**YOUR GOAL**. Return the line that contains "out.write_all(cast_slice(&words))?;" plus every line after it to the end of the entries below, exactly as given, and stop there.

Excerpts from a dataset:

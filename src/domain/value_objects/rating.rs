use serde::{Deserialize, Serialize};
use std::fmt;

/// Content rating classification for a catalog video
///
/// Labels follow the public classification scheme: `ER` (special content),
/// `L` (free for all audiences) and age brackets from 10 to 18.
#[derive(Debug, Clone, Copy, PartialEq, Eq, Hash, Serialize, Deserialize)]
pub enum Rating {
    Er,
    L,
    Age10,
    Age12,
    Age14,
    Age16,
    Age18,
}

impl Rating {
    /// Parse a rating from its public label, case-insensitively
    ///
    /// Returns `None` for unknown labels so callers can accumulate a
    /// validation error instead of aborting.
    #[must_use]
    pub fn of(label: &str) -> Option<Self> {
        match label.to_uppercase().as_str() {
            "ER" => Some(Self::Er),
            "L" => Some(Self::L),
            "10" => Some(Self::Age10),
            "12" => Some(Self::Age12),
            "14" => Some(Self::Age14),
            "16" => Some(Self::Age16),
            "18" => Some(Self::Age18),
            _ => None,
        }
    }

    #[must_use]
    pub fn label(&self) -> &'static str {
        match self {
            Self::Er => "ER",
            Self::L => "L",
            Self::Age10 => "10",
            Self::Age12 => "12",
            Self::Age14 => "14",
            Self::Age16 => "16",
            Self::Age18 => "18",
        }
    }
}

impl fmt::Display for Rating {
    fn fmt(&self, f: &mut fmt::Formatter<'_>) -> fmt::Result {
        write!(f, "{}", self.label())
    }
}
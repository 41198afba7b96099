//! Serializers for the generated tables.
//!
//! The C rendering is the format the 64-bit emulation test harness includes
//! directly; every 64-bit value goes through its `JSLL_INIT(hi, lo)` macro.

use crate::{ArithmeticRecord, ShiftTestGroup, Vectors, SHIFT_BITS};
use bytemuck::{bytes_of, cast_slice};
use itertools::Itertools;
use std::fmt;
use std::io::{Result, Write};

/// Displays a 64-bit value as `JSLL_INIT( 0xHI, 0xLO )`.
struct JsllInit(u64);

impl fmt::Display for JsllInit {
    fn fmt(&self, f: &mut fmt::Formatter) -> fmt::Result {
        write!(
            f,
            "JSLL_INIT( 0x{:08x}, 0x{:08x} )",
            (self.0 >> 32) as u32,
            self.0 as u32
        )
    }
}

fn truth(value: bool) -> &'static str {
    if value {
        "TRUE"
    } else {
        "FALSE"
    }
}

const TESTREC_HEADER: &str = "\
typedef struct testrec_t {
   JSInt64 a, b, add, sub, mul, and, or, xor, not, neg;
   JSInt64 shl, shr, ushr;
   int32_t l2i;
   uint32_t l2ui;
   JSInt64 i2l;
   JSUint64 ui2l;
   const char *hexstr, *decstr, *udecstr;
   bool_t gtu, ltu, gt, lt;
} testrec_t;

const testrec_t tests[] = {
";

const SHIFTREC_HEADER: &str = "\
typedef struct shiftrec_t {
   JSUint64 shl, ushr;
   JSInt64 shr;
} shiftrec_t;
typedef struct shifttest_t {
   JSUint64 base;
   shiftrec_t shift[63];
} shifttest_t;
const shifttest_t shift_tests[] = {
";

/// Writes both tables as C source.
pub fn write_c_source<W: Write>(out: &mut W, vectors: &Vectors) -> Result<()> {
    write_arithmetic_table(out, &vectors.records)?;
    write_shift_table(out, &vectors.shift_groups)
}

pub fn write_arithmetic_table<W: Write>(out: &mut W, records: &[ArithmeticRecord]) -> Result<()> {
    writeln!(out, "// file generated by gen-vectors on a system with 64-bit integers")?;
    writeln!(out)?;
    writeln!(out, "#define SHIFT_BITS {}", SHIFT_BITS)?;
    write!(out, "{}", TESTREC_HEADER)?;

    for (index, record) in records.iter().enumerate() {
        write_arithmetic_record(out, index, record)?;
    }

    writeln!(out, "}};")
}

fn write_arithmetic_record<W: Write>(
    out: &mut W,
    index: usize,
    record: &ArithmeticRecord,
) -> Result<()> {
    let n = SHIFT_BITS;

    write!(out, "{{ // record {}\n\t", index)?;

    let values = [
        (record.a, "a".to_string()),
        (record.b, "b".to_string()),
        (record.add, "a + b".to_string()),
        (record.sub, "a - b".to_string()),
        (record.mul, "a * b".to_string()),
        (record.and, "a & b".to_string()),
        (record.or, "a | b".to_string()),
        (record.xor, "a ^ b".to_string()),
        (record.not, "~a".to_string()),
        (record.neg, "-a".to_string()),
        (record.shl, format!("a << {}", n)),
        (record.shr_signed as u64, format!("a >> {} (signed)", n)),
        (record.shr_unsigned, format!("a >> {} (unsigned)", n)),
    ];

    for (value, comment) in &values {
        write!(out, "{},\t// {}\n\t", JsllInit(*value), comment)?;
    }

    write!(
        out,
        "{}, UINT32_C({}),\t// (int32_t) a, (uint32_t) a\n\t",
        record.l2i, record.l2ui
    )?;

    write!(out, "{},\t// (int64_t)(int32_t)a\n\t", JsllInit(record.i2l as u64))?;
    write!(out, "{},\t// (uint64_t)(uint32_t)a\n\t", JsllInit(record.ui2l))?;

    write!(out, "\"{}\",\t// a (hexadecimal)\n\t", record.hex)?;
    write!(out, "\"{}\",\t// a (signed decimal)\n\t", record.dec)?;
    write!(out, "\"{}\",\t// a (unsigned decimal)\n\t", record.udec)?;

    let unsigned = [record.gt_unsigned, record.lt_unsigned];
    let signed = [record.gt_signed, record.lt_signed];

    writeln!(
        out,
        "{},\t// a > b, a < b (unsigned)",
        unsigned.iter().map(|&held| truth(held)).join(", ")
    )?;
    writeln!(
        out,
        "\t{},\t// a > b, a < b (signed)",
        signed.iter().map(|&held| truth(held)).join(", ")
    )?;

    writeln!(out, "}},")
}

pub fn write_shift_table<W: Write>(out: &mut W, groups: &[ShiftTestGroup]) -> Result<()> {
    write!(out, "{}", SHIFTREC_HEADER)?;

    for (index, group) in groups.iter().enumerate() {
        writeln!(out, "\t{{ {},\t// record {}", JsllInit(group.base), index)?;
        writeln!(out, "\t {{")?;

        for (distance, record) in (1..).zip(&group.shifts) {
            write!(out, "\t\t{{ {},\t// shift left {}\n\t\t  ", JsllInit(record.shl), distance)?;
            write!(out, "{},\t// shift right (logical/unsigned)\n\t\t  ", JsllInit(record.ushr))?;
            write!(out, "{}\t// shift right (arithmetic/signed)\n\t\t}},\n", JsllInit(record.shr as u64))?;
        }

        writeln!(out, "\t }},\n\t}},")?;
    }

    writeln!(out, "}};")
}

/// Flag bits packed into the last word of a binary arithmetic record.
pub const FLAG_GT_UNSIGNED: u64 = 1 << 0;
pub const FLAG_LT_UNSIGNED: u64 = 1 << 1;
pub const FLAG_GT_SIGNED: u64 = 1 << 2;
pub const FLAG_LT_SIGNED: u64 = 1 << 3;

/// Words per arithmetic record in the binary table.
pub const RECORD_WORDS: usize = 18;

fn record_words(record: &ArithmeticRecord) -> [u64; RECORD_WORDS] {
    let mut flags = 0;

    for &(held, bit) in &[
        (record.gt_unsigned, FLAG_GT_UNSIGNED),
        (record.lt_unsigned, FLAG_LT_UNSIGNED),
        (record.gt_signed, FLAG_GT_SIGNED),
        (record.lt_signed, FLAG_LT_SIGNED),
    ] {
        if held {
            flags |= bit;
        }
    }

    [
        record.a,
        record.b,
        record.add,
        record.sub,
        record.mul,
        record.and,
        record.or,
        record.xor,
        record.not,
        record.neg,
        record.shl,
        record.shr_signed as u64,
        record.shr_unsigned,
        record.l2i as i64 as u64,
        record.l2ui as u64,
        record.i2l as u64,
        record.ui2l,
        flags,
    ]
}

/// Writes both tables as native-endian 64-bit words.
///
/// Each arithmetic record is [`RECORD_WORDS`] words; each shift group is its
/// base followed by 63 `(shl, ushr, shr)` triples.
pub fn write_binary<W: Write>(out: &mut W, vectors: &Vectors) -> Result<()> {
    let words: Vec<u64> = vectors.records.iter().flat_map(record_words).collect();
    out.write_all(cast_slice(&words))?;

    for group in &vectors.shift_groups {
        out.write_all(bytes_of(&group.base))?;
        out.write_all(cast_slice(&group.shifts))?;
    }

    Ok(())
}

**ANSWER AREA**.
    out.write_all(cast_slice(&words))?;

    for group in &vectors.shift_groups {
        out.write_all(bytes_of(&group.base))?;
        out.write_all(cast_slice(&group.shifts))?;
    }

    Ok(())
}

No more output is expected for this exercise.